Though there is an array of other litigable fraud outside of these categories, those mentioned are the most commonly presented in successful whistleblower suits. The evidence supplied must be specific and original; while not entirely necessary, potential whistleblowers are encouraged to collect as much documentation as possible, as a case backed by a multitude of veritable evidence has much higher likelihood of attracting government interest. A potential whistleblower doesn’t need to witness the fraud firsthand to submit a claim, but it is required that all information provided must be such that the government could not otherwise obtain it – thus, matters of public record are generally not acceptable as primary evidence.
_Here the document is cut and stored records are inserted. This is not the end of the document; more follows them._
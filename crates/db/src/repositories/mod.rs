//! Repository layer.
//!
//! Each repository is a zero-sized struct providing async query methods
//! that accept `&PgPool` as the first argument.

pub mod analysis_repo;

pub use analysis_repo::AnalysisRepo;
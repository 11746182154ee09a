//! The persistence seam used by request handlers.
//!
//! Handlers talk to an `Arc<dyn AnalysisStore>` so the HTTP layer can be
//! exercised without a live database.

use async_trait::async_trait;
use sigflow_core::record::{AnalysisRecord, NewAnalysisRecord, RecordKind};
use sigflow_core::types::DbId;

use crate::repositories::AnalysisRepo;
use crate::DbPool;

/// Insert one record or fetch the latest one of a kind.
///
/// Each request issues at most one call, so no transaction spans calls.
#[async_trait]
pub trait AnalysisStore: Send + Sync {
    /// Persist `record` and return its store-assigned id.
    async fn insert(&self, record: &NewAnalysisRecord) -> Result<DbId, sqlx::Error>;

    /// The record of `kind` with the highest id, `None` when there is none.
    async fn fetch_latest(&self, kind: RecordKind) -> Result<Option<AnalysisRecord>, sqlx::Error>;

    /// Confirm the backing store is reachable.
    async fn health_check(&self) -> Result<(), sqlx::Error>;
}

/// [`AnalysisStore`] over the process-wide PostgreSQL pool.
#[derive(Debug, Clone)]
pub struct PgAnalysisStore {
    pool: DbPool,
}

impl PgAnalysisStore {
    pub fn new(pool: DbPool) -> Self {
        Self { pool }
    }

    pub fn pool(&self) -> &DbPool {
        &self.pool
    }
}

#[async_trait]
impl AnalysisStore for PgAnalysisStore {
    async fn insert(&self, record: &NewAnalysisRecord) -> Result<DbId, sqlx::Error> {
        let id = match record {
            NewAnalysisRecord::Simple { analysis_data } => {
                AnalysisRepo::insert_analysis(&self.pool, analysis_data).await?
            }
            NewAnalysisRecord::Fft {
                sampling_frequency,
                fft_data,
            } => AnalysisRepo::insert_fft(&self.pool, *sampling_frequency, fft_data).await?,
        };
        tracing::debug!(id, kind = ?record.kind(), "Inserted analysis record");
        Ok(id)
    }

    async fn fetch_latest(&self, kind: RecordKind) -> Result<Option<AnalysisRecord>, sqlx::Error> {
        let record = match kind {
            RecordKind::Simple => AnalysisRepo::find_latest_analysis(&self.pool)
                .await?
                .map(AnalysisRecord::from),
            RecordKind::Fft => AnalysisRepo::find_latest_fft(&self.pool)
                .await?
                .map(AnalysisRecord::from),
        };
        Ok(record)
    }

    async fn health_check(&self) -> Result<(), sqlx::Error> {
        crate::health_check(&self.pool).await
    }
}
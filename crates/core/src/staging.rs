//! Temporary file store for uploads and worker output paths.
//!
//! Every staged upload and every allocated output path gets a unique,
//! timestamp-prefixed name so concurrent jobs of the same kind never share a
//! file. Paths are handed out as [`JobFile`] guards which remove the file on
//! drop unless the store was configured to retain job files.

use std::io;
use std::path::{Path, PathBuf};

use tokio::fs;
use tokio::io::{AsyncRead, AsyncWriteExt};

use crate::job::JobKind;

/// Errors raised while staging an upload or preparing an output location.
#[derive(Debug, thiserror::Error)]
pub enum StagingError {
    #[error("failed to create staging directory {}: {source}", path.display())]
    CreateDir { path: PathBuf, source: io::Error },

    #[error("failed to write staged file {}: {source}", path.display())]
    Write { path: PathBuf, source: io::Error },
}

/// A file path owned by one job.
///
/// When `remove_on_drop` is set the file is deleted as soon as the guard goes
/// out of scope, whichever way the request ends.
#[derive(Debug)]
pub struct JobFile {
    path: PathBuf,
    remove_on_drop: bool,
}

impl JobFile {
    /// Wrap a path that must never be deleted (e.g. the fixed FFT input).
    pub fn persistent(path: impl Into<PathBuf>) -> Self {
        Self {
            path: path.into(),
            remove_on_drop: false,
        }
    }

    pub fn path(&self) -> &Path {
        &self.path
    }
}

impl Drop for JobFile {
    fn drop(&mut self) {
        if !self.remove_on_drop {
            return;
        }
        match std::fs::remove_file(&self.path) {
            Ok(()) => tracing::debug!(path = %self.path.display(), "Removed job file"),
            Err(e) if e.kind() == io::ErrorKind::NotFound => {}
            Err(e) => {
                tracing::warn!(path = %self.path.display(), error = %e, "Failed to remove job file")
            }
        }
    }
}

/// Directory-backed store for staged uploads and worker outputs.
#[derive(Debug, Clone)]
pub struct UploadStore {
    upload_dir: PathBuf,
    output_dir: PathBuf,
    retain_files: bool,
}

impl UploadStore {
    /// Create a store. With `retain_files` set, nothing it hands out is ever
    /// deleted.
    pub fn new(
        upload_dir: impl Into<PathBuf>,
        output_dir: impl Into<PathBuf>,
        retain_files: bool,
    ) -> Self {
        Self {
            upload_dir: upload_dir.into(),
            output_dir: output_dir.into(),
            retain_files,
        }
    }

    pub fn upload_dir(&self) -> &Path {
        &self.upload_dir
    }

    pub fn output_dir(&self) -> &Path {
        &self.output_dir
    }

    /// Write the full `upload` under a fresh name derived from
    /// `original_name` and return its guard.
    ///
    /// The file is opened with `create_new`, so an existing file is never
    /// overwritten.
    pub async fn stage<R>(&self, mut upload: R, original_name: &str) -> Result<JobFile, StagingError>
    where
        R: AsyncRead + Unpin,
    {
        ensure_dir(&self.upload_dir).await?;

        let path = self
            .upload_dir
            .join(format!("{}-{}", unique_prefix(), sanitize_name(original_name)));
        let write_err = |source| StagingError::Write {
            path: path.clone(),
            source,
        };

        let mut file = fs::OpenOptions::new()
            .write(true)
            .create_new(true)
            .open(&path)
            .await
            .map_err(write_err)?;
        // Guard before writing so a partial upload is cleaned up too.
        let staged = self.guard(path.clone());

        let written = tokio::io::copy(&mut upload, &mut file)
            .await
            .map_err(write_err)?;
        file.flush().await.map_err(write_err)?;
        file.sync_all().await.map_err(write_err)?;

        tracing::debug!(path = %path.display(), bytes = written, "Staged upload");
        Ok(staged)
    }

    /// Reserve a unique output path for one run of `kind`. The file itself is
    /// created by the worker.
    pub async fn allocate_output(&self, kind: JobKind) -> Result<JobFile, StagingError> {
        ensure_dir(&self.output_dir).await?;
        let path = self
            .output_dir
            .join(format!("{}-{}-output.json", unique_prefix(), kind.label()));
        Ok(self.guard(path))
    }

    fn guard(&self, path: PathBuf) -> JobFile {
        JobFile {
            path,
            remove_on_drop: !self.retain_files,
        }
    }
}

async fn ensure_dir(dir: &Path) -> Result<(), StagingError> {
    fs::create_dir_all(dir)
        .await
        .map_err(|source| StagingError::CreateDir {
            path: dir.to_path_buf(),
            source,
        })
}

/// `<unix millis>-<8 hex chars>`: sorts by arrival, unique within a millisecond.
fn unique_prefix() -> String {
    let millis = chrono::Utc::now().timestamp_millis();
    let nonce = uuid::Uuid::new_v4().simple().to_string();
    format!("{millis}-{}", &nonce[..8])
}

/// Reduce a client-supplied file name to its final component with a safe
/// character set.
fn sanitize_name(original: &str) -> String {
    let base = original
        .rsplit(['/', '\\'])
        .next()
        .unwrap_or_default();
    let cleaned: String = base
        .chars()
        .map(|c| {
            if c.is_ascii_alphanumeric() || matches!(c, '-' | '_' | '.') {
                c
            } else {
                '_'
            }
        })
        .collect();
    let cleaned = cleaned.trim_start_matches('.');
    if cleaned.is_empty() {
        "upload".to_string()
    } else {
        cleaned.to_string()
    }
}

// ---------------------------------------------------------------------------
// Tests
// ---------------------------------------------------------------------------
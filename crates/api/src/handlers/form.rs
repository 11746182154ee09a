//! Multipart form reading for upload endpoints.

use axum::body::Bytes;
use axum::extract::Multipart;
use sigflow_core::job::JobParameters;

use crate::error::{AppError, AppResult};

/// Name of the multipart field carrying the uploaded file.
pub const FILE_FIELD: &str = "file";

/// The uploaded file part of a form.
#[derive(Debug)]
pub struct UploadedFile {
    pub file_name: String,
    pub data: Bytes,
}

/// A parsed multipart form: text fields plus at most one file.
#[derive(Debug, Default)]
pub struct UploadForm {
    pub fields: JobParameters,
    pub file: Option<UploadedFile>,
}

impl UploadForm {
    /// Drain every multipart field. Text fields are collected by name (the
    /// last occurrence wins); the `file` field is kept as raw bytes.
    pub async fn read(mut multipart: Multipart) -> AppResult<Self> {
        let mut form = Self::default();

        while let Some(field) = multipart
            .next_field()
            .await
            .map_err(|e| AppError::BadRequest(e.to_string()))?
        {
            let name = field.name().unwrap_or("").to_string();
            if name == FILE_FIELD {
                let file_name = field.file_name().unwrap_or("upload").to_string();
                let data = field
                    .bytes()
                    .await
                    .map_err(|e| AppError::BadRequest(e.to_string()))?;
                form.file = Some(UploadedFile { file_name, data });
            } else if !name.is_empty() {
                let text = field
                    .text()
                    .await
                    .map_err(|e| AppError::BadRequest(e.to_string()))?;
                form.fields.insert(name, text);
            }
        }

        Ok(form)
    }

    /// Take the uploaded file or reject the request.
    pub fn require_file(&mut self) -> AppResult<UploadedFile> {
        self.file
            .take()
            .ok_or_else(|| AppError::BadRequest(format!("Missing required '{FILE_FIELD}' field")))
    }
}
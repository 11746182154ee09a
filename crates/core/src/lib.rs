//! Domain logic for the analysis gateway.
//!
//! Everything here is free of HTTP and database concerns: job kinds and their
//! positional worker contract, upload staging, the external process runner,
//! and reading what the worker leaves behind.

pub mod error;
pub mod job;
pub mod output;
pub mod record;
pub mod staging;
pub mod types;
pub mod worker;
//! Central job orchestrator.
//!
//! Sequences a single job: allocate its output path, marshal the worker
//! arguments, run the worker, then read the output. Held in
//! [`AppState`](crate::state::AppState) as an `Arc<JobOrchestrator>`.

use std::path::PathBuf;
use std::sync::Arc;

use sigflow_core::job::{JobDescriptor, JobKind, JobParameters};
use sigflow_core::output::{self, AnalysisResult};
use sigflow_core::staging::{JobFile, UploadStore};
use sigflow_core::worker::JobRunner;

use crate::error::AppResult;

/// Runs jobs against the external worker.
///
/// Lifecycle of [`execute`](Self::execute):
/// 1. Reserve a unique output path.
/// 2. Build the job descriptor (validates parameters).
/// 3. Spawn the worker and wait for it to exit.
/// 4. Read the output file, whatever the exit code was.
pub struct JobOrchestrator {
    runner: Arc<dyn JobRunner>,
    uploads: UploadStore,
    script_path: PathBuf,
}

impl JobOrchestrator {
    pub fn new(runner: Arc<dyn JobRunner>, uploads: UploadStore, script_path: PathBuf) -> Self {
        Self {
            runner,
            uploads,
            script_path,
        }
    }

    /// Store used for staging uploads of this orchestrator's jobs.
    pub fn uploads(&self) -> &UploadStore {
        &self.uploads
    }

    /// Run one `kind` job over `input` and return the worker's output.
    ///
    /// The exit code is logged but never decides the outcome: a missing
    /// output file is the failure signal.
    #[tracing::instrument(skip_all, fields(kind = %kind, input = %input.path().display()))]
    pub async fn execute(
        &self,
        kind: JobKind,
        params: &JobParameters,
        input: &JobFile,
    ) -> AppResult<AnalysisResult> {
        // 1. Reserve output path. Dropped (and removed) once the result is read.
        let output = self.uploads.allocate_output(kind).await?;

        // 2. Marshal worker arguments.
        let job = JobDescriptor::build(
            kind,
            params,
            &self.script_path,
            input.path(),
            output.path(),
        )?;

        // 3. Run the worker to completion.
        let run = self.runner.run(&job).await?;
        if !run.succeeded() {
            tracing::warn!(
                exit_code = ?run.exit_code,
                "Worker exited unsuccessfully, reading output anyway"
            );
        }

        // 4. Read the result.
        let result = output::read_output(output.path()).await?;
        tracing::info!(
            exit_code = ?run.exit_code,
            duration_ms = run.duration_ms,
            bytes = result.raw().len(),
            "Job completed"
        );
        Ok(result)
    }
}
The second requirement for any whistleblower claim involves the “First to File” Rule, which specifies that the case brought forward has yet to be presented by any other whistleblower utilizing the same facts or evidence. Multiple persons may file for the same case if they each have separate and individual proof demonstrating the existence of the fraud; when this occurs, whistleblowers may file jointly or separately dependent on the case. Due to this rule, it is imperative that any information is brought forward at the earliest opportunity to ensure the actionability of your case.

Lastly, the reported fraud must fall under the Statute of Limitations in order for the government to take action. This statute varies from case to case, and is largely contingent on the nature of the fraud; for example, the Dodd-Frank Act requires that all cases are filed within three years of the violation, while the FCPA allows five, and the False Claims Act, six. These statutes are liable to change at any time, which further emphasizes the necessity of seeking counsel as soon as you believe you have a claim.

Whistleblower Justice Network Can Help You

Whistleblower Justice Network partners with potential whistleblowers to guide, inform, and protect them throughout the process of filing a claim. Our case analysts help whistleblowers fully understand, organize and refine the information that they have in their possession.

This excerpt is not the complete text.